A signal can arrive and be handled while an I/O primitive such as open or read is waiting for an I/O device. If the signal handler returns, the system faces the question: what should happen next?

POSIX specifies one approach: make the primitive fail right away. The error code for this kind of failure is EINTR. This is flexible, but usually inconvenient. Typically, POSIX applications that use signal handlers must check for EINTR after each library function that can return it, in order to try the call again. Often programmers forget to check, which is a common source of error.

The GNU C Library provides a convenient way to retry a call after a temporary failure, with the macro TEMP_FAILURE_RETRY:

Macro: TEMP_FAILURE_RETRY (expression)

This macro evaluates expression once, and examines its value as type long int. If the value equals -1, that indicates a failure and errno should be set to show what kind of failure. If it fails and reports error code EINTR, TEMP_FAILURE_RETRY evaluates it again, and over and over until the result is not a temporary failure.

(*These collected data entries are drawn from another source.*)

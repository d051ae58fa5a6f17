//! Login View
//!
//! Mock sign-in form in front of the session gate.

use feed_core::feed::FeedQuery;
use feed_core::Route;
use leptos::ev::SubmitEvent;
use leptos::prelude::*;
use leptos::task::spawn_local;

use crate::browser::GlooSleeper;
use crate::context::use_app_context;

#[component]
pub fn LoginView() -> impl IntoView {
    let ctx = use_app_context();

    let (username, set_username) = signal(String::new());
    let (password, set_password) = signal(String::new());
    let (pending, set_pending) = signal(false);
    let (error, set_error) = signal(None::<String>);

    let on_submit = move |ev: SubmitEvent| {
        ev.prevent_default();
        if pending.get_untracked() {
            return;
        }
        set_pending.set(true);
        set_error.set(None);

        let username = username.get_untracked();
        let password = password.get_untracked();
        spawn_local(async move {
            let services = ctx.services();
            let result = services.session.login(&GlooSleeper, &username, &password).await;
            set_pending.set(services.session.is_pending());
            match result {
                Ok(()) => {
                    web_sys::console::log_1(&"[LoginView] Signed in".into());
                    ctx.refresh_session();
                    ctx.navigate(Route::Feed(FeedQuery::new()));
                }
                Err(e) => set_error.set(Some(e.to_string())),
            }
        });
    };

    view! {
        <div class="login">
            <div class="login-card">
                <h1>"SocialSphere"</h1>
                <p>"Sign in to your account"</p>
                <form on:submit=on_submit>
                    <label for="username">"Username"</label>
                    <input
                        id="username"
                        type="text"
                        placeholder="Enter your username"
                        prop:value=username
                        on:input=move |ev| set_username.set(event_target_value(&ev))
                    />
                    <label for="password">"Password"</label>
                    <input
                        id="password"
                        type="password"
                        placeholder="Enter your password"
                        prop:value=password
                        on:input=move |ev| set_password.set(event_target_value(&ev))
                    />
                    {move || error.get().map(|e| view! { <p class="login-error">{e}</p> })}
                    <button type="submit" disabled=move || pending.get()>
                        {move || if pending.get() { "Signing in..." } else { "Sign in" }}
                    </button>
                </form>
                <p class="login-hint">"Demo credentials: froster / hello"</p>
            </div>
        </div>
    }
}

The value returned by TEMP_FAILURE_RETRY is whatever value expression produced.

BSD avoids EINTR entirely and provides a more convenient approach: to restart the interrupted primitive, instead of making it fail. If you choose this approach, you need not be concerned with EINTR.

You can choose either approach with the GNU C Library. If you use sigaction to establish a signal handler, you can specify how that handler should behave. If you specify the SA_RESTART flag, return from that handler will resume a primitive; otherwise, return from that handler will cause EINTR. See Flags for sigaction.

Another way to specify the choice is with the siginterrupt function. See BSD Signal Handling.

When you don’t specify with sigaction or siginterrupt what a particular handler should do, it uses a default choice. The default choice in the GNU C Library is to make primitives fail with EINTR.

The description of each primitive affected by this issue lists EINTR among the error codes it can return.

There is one situation where resumption never happens no matter which choice you make: when a data-transfer function such as read or write is interrupted by a signal after transferring part of the data. In this case, the function returns the number of bytes already transferred, indicating partial success.

This might at first appear to cause unreliable behavior on record-oriented devices (including datagram sockets; see Datagram Socket Operations), where splitting one read or write into two would read or write two records. Actually, there is no problem, because interruption after a partial transfer cannot happen on such devices; they always transfer an entire record in one burst, with no waiting once data transfer has started.